Digitizing Rare Vinyl
eldavojohn writes "While the RIAA is busy changing its image to a snake eating its own tail, one man is busy digitizing out-of-print 78s. 'There's a whole world of music that you don't hear anymore, and it's on 78 RPM records,' he stated to Wired. Right now, you can find about 4,000 MP3s on his site, with no digital noise reduction implemented yet."
In my many years in Radio, I've digitized a considerable amount of music from LP's and 45's. In most cases, I could get moderately scratchy cuts to sound almost new. The transformation is pretty impressive, to say the least! However, I wouldn't even THINK of compressing it to MP3 until AFTER I had run it through an audio clean-up utility, like Cool Edit or Audacity.
I wonder how badly the MP3 compression affects the music with all of that hiss and crackle taking-up so much bandwidth? Also, how much would the compression artifacts affect the ability of the clean-up utility to do its job?
I think it is a laudable thing to preserve some of this priceless music! Kudos!
Willie...
He's archiving as wavs, and simply making available the mp3s. I wouldn't want to host those wavs, do you?
The same music isn't there in CD or MP3. That's the whole point. This stuff is out of print, never been released in CD. It's the in summary for god's sake! "There's a whole world of music that you don't hear anymore, and it's on 78 RPM records".
And before something about noise reduction pops up. Noise reduction takes time. He rather put the mp3s up first. Notice the 'yet'. If you really want a song to be cleaner, clean it up yourself and then send the mp3 back to him.
That was pretty brilliant of the record companies, though, don't you think? Make the medium out of nice, soft vinyl, and make the worthless, replaceable needle out of the hardest mineral on the Mohs scale.
Brilliant, that is, if you want to maximize the rate at which the media wear out.
Can you be Even More Awesome?!
Why doesn't he contact archive.org. Archiving old material is their mission. I know they have the storage space and the bandwidth to handle it. Besides, I want to be able to torrent all the wav files. ; -)
Another day closer to redwood heaven
Great, now you have the worst of both worlds.
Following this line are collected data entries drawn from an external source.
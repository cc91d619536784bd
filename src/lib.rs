//! labelgrid plans and renders up to four images onto a 2x2 grid of 4in x 5in labels on US
//! letter stock.
//!
//! # Pipeline overview
//!
//! 1. **Resolve**: untrusted relative path -> canonical path inside the base directory
//!    ([`PathResolver`])
//! 2. **Validate**: canonical path -> dimensions and format of a JPEG/PNG/GIF
//!    ([`validate_asset`])
//! 3. **Fit**: source size + slot size -> orientation, scale and centering ([`plan_fit`])
//! 4. **Plan**: [`RawRequest`] -> [`GridPlan`] with one [`SlotPlan`] per occupied slot
//!    ([`LabelGridPlanner`])
//! 5. **Render**: [`GridPlan`] -> any [`Renderer`] ([`render_sheet`])
//!
//! Failures stay inside their slot. A rejected path is treated like an unset position unless
//! [`RejectedPathPolicy::Surface`] is selected; every other failure becomes an error box.
//! Nothing in the pipeline writes to the base directory: rotated images are re-encoded in memory.
#![forbid(unsafe_code)]
#![deny(missing_docs)]

mod assets;
mod config;
mod foundation;
mod layout;
mod render;
mod request;

pub use assets::orient::{OrientedImage, RotatedImage, orient};
pub use assets::resolve::{PathResolver, normalize_rel_path, resolve};
pub use assets::validate::{ImageInfo, ImageKind, ResolvedAsset, validate_asset};
pub use config::{DEFAULT_DPI, SheetConfig};
pub use foundation::core::{
    LETTER_HEIGHT_MM, LETTER_WIDTH_MM, MM_PER_INCH, Point, Rect, SLOT_HEIGHT_MM, SLOT_WIDTH_MM,
    Size, Vec2, mm_to_px,
};
pub use foundation::error::{
    AssetError, LabelError, LabelResult, PathRejection, SlotErrorKind,
};
pub use layout::fit::{Fit, plan_fit};
pub use layout::grid::{
    ErrorPlan, GridPlan, LabelGridPlanner, PlacementPlan, PlanEntry, RejectedPathPolicy,
    SheetLayout, SlotPlan, build_plan,
};
pub use render::backend::{RenderStats, Renderer, render_sheet};
pub use render::pipeline::plan_batch;
pub use render::raster::{MAX_DPI, RasterRenderer, render_png};
pub use render::record::{DrawCommand, RecordingRenderer};
pub use request::{Position, RawRequest};
// ============================================================================
// Authorization guard
// ============================================================================

#[tokio::test]
async fn test_missing_token_is_401() {
    let server = create_test_server().await;

    let response = server.get("/api/tasks").await;
    assert_eq!(response.status_code(), StatusCode::UNAUTHORIZED);

    let response = server.post("/api/tasks").json(&json!({"title": "x"})).await;
    assert_eq!(response.status_code(), StatusCode::UNAUTHORIZED);

    let response = server.delete("/api/tasks/1").await;
    assert_eq!(response.status_code(), StatusCode::UNAUTHORIZED);
}

#[tokio::test]
async fn test_authorization_without_scheme_is_401() {
    let server = create_test_server().await;

    let response = server
        .get("/api/tasks")
        .add_header(header::AUTHORIZATION, HeaderValue::from_static("sometoken"))
        .await;

    assert_eq!(response.status_code(), StatusCode::UNAUTHORIZED);
    let body: Value = response.json();
    assert_eq!(body["error"], "Missing token");
}

#[tokio::test]
async fn test_invalid_token_is_403() {
    let server = create_test_server().await;

    let response = server
        .get("/api/tasks")
        .add_header(header::AUTHORIZATION, bearer("not-a-jwt"))
        .await;
    assert_eq!(response.status_code(), StatusCode::FORBIDDEN);

    let foreign = TokenService::new("other_secret", 24)
        .generate_token(1, "alice")
        .unwrap();
    let response = server
        .get("/api/tasks")
        .add_header(header::AUTHORIZATION, bearer(&foreign))
        .await;
    assert_eq!(response.status_code(), StatusCode::FORBIDDEN);
}

#[tokio::test]
async fn test_expired_token_is_403() {
    use jsonwebtoken::{encode, EncodingKey, Header};

    let server = create_test_server().await;
    let token = register_and_login(&server, "alice", "pw").await;
    let claims = TokenService::new(TEST_SECRET, 24).validate_token(&token).unwrap();

    let now = chrono::Utc::now().timestamp();
    let expired = encode(
        &Header::default(),
        &Claims {
            sub: claims.sub,
            username: claims.username,
            iat: now - 90_000,
            exp: now - 3_600,
        },
        &EncodingKey::from_secret(TEST_SECRET.as_bytes()),
    )
    .unwrap();

    let response = server
        .get("/api/tasks")
        .add_header(header::AUTHORIZATION, bearer(&expired))
        .await;

    assert_eq!(response.status_code(), StatusCode::FORBIDDEN);
    let body: Value = response.json();
    assert_eq!(body["error"], "Token expired");
}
He's not charging anything, this is a guy with an old turntable, a Dell, the software that came with his SoundBlaster and a copy of MultiMediaJukebox to convert to MP3 and Roxio to burn to DVD.
It's just a guy working with what he has, and I seriously doubt he has the room or the time to create 4 different formats for every one of the 4000 tracks he has.
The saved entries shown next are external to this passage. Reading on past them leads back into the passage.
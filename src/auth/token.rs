// JWT token generation and validation service

use crate::auth::error::AuthError;
use chrono::Utc;
use jsonwebtoken::{
    decode, encode, errors::ErrorKind, Algorithm, DecodingKey, EncodingKey, Header, Validation,
};
use serde::{Deserialize, Serialize};

/// JWT claims structure
#[derive(Debug, Clone, Serialize, Deserialize)]
pub struct Claims {
    pub sub: String, // user_id
    pub username: String,
    pub iat: i64, // issued at timestamp
    pub exp: i64, // expiration timestamp
}

impl Claims {
    /// Numeric user id carried in `sub`
    pub fn user_id(&self) -> Result<i64, AuthError> {
        self.sub.parse().map_err(|_| AuthError::InvalidToken)
    }
}

/// Token service for JWT operations
///
/// Tokens are HS256-signed with a shared secret and are never stored server
/// side, so a token stays valid until `exp` no matter what.
pub struct TokenService {
    encoding_key: EncodingKey,
    decoding_key: DecodingKey,
    token_duration: i64, // in seconds
}

impl TokenService {
    /// Session length used when nothing else is configured
    pub const DEFAULT_TTL_HOURS: i64 = 24;

    /// Create a new TokenService with a secret key and a lifetime in hours
    pub fn new(secret: &str, ttl_hours: i64) -> Self {
        Self {
            encoding_key: EncodingKey::from_secret(secret.as_bytes()),
            decoding_key: DecodingKey::from_secret(secret.as_bytes()),
            token_duration: ttl_hours * 3600,
        }
    }

    /// Token lifetime in seconds
    pub fn token_duration(&self) -> i64 {
        self.token_duration
    }

    /// Mint a session token for a user
    pub fn generate_token(&self, user_id: i64, username: &str) -> Result<String, AuthError> {
        let now = Utc::now().timestamp();

        let claims = Claims {
            sub: user_id.to_string(),
            username: username.to_string(),
            iat: now,
            exp: now + self.token_duration,
        };

        encode(&Header::new(Algorithm::HS256), &claims, &self.encoding_key)
            .map_err(|e| AuthError::TokenGeneration(e.to_string()))
    }

    /// Validate a token's signature and expiry and return its claims
    pub fn validate_token(&self, token: &str) -> Result<Claims, AuthError> {
        let mut validation = Validation::new(Algorithm::HS256);
        validation.leeway = 0;

        decode::<Claims>(token, &self.decoding_key, &validation)
            .map(|data| data.claims)
            .map_err(|e| match e.kind() {
                ErrorKind::ExpiredSignature => AuthError::ExpiredToken,
                _ => AuthError::InvalidToken,
            })
    }
}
What pisses me off to no end about that is that they'd rather let a rare piece of art vanish into oblivion rather than have it digitized and spread to preserve its existance. If we can't make money out of it, it's not worth existing.
We used to have a Bill of Rights. Now, with the rights gone, all we have left is the bill.
Stop quoting nonsense you heard from your grandpa.
Film is a terrible archival medium, except for maybe silver based black and white film. It fades, the color changes, is easily damaged, and the original degrades when copied. George Lucas has spent $millions carefully restoring the archived Star Wars films, and they're a lot less than 50-60 years old. Film over 50 years old usually takes heavy processing to be even watchable.
On the other hand, digital archives are trivial to copy losslessly, so there's no need for any physical media to last for the length of the archival time.
Why doesn't everybody quit bitching about it and help the guy out? If you couldn't tell by the website linked (and by the runaway HTTP errors), this is obviously not this guy's job and it's just something he's doing to do it. He's sharing all this great stuff with us, why don't some of us offer to assist with bandwidth/technical stuff?
They aren't really purists. They are audio snobs. There's a difference.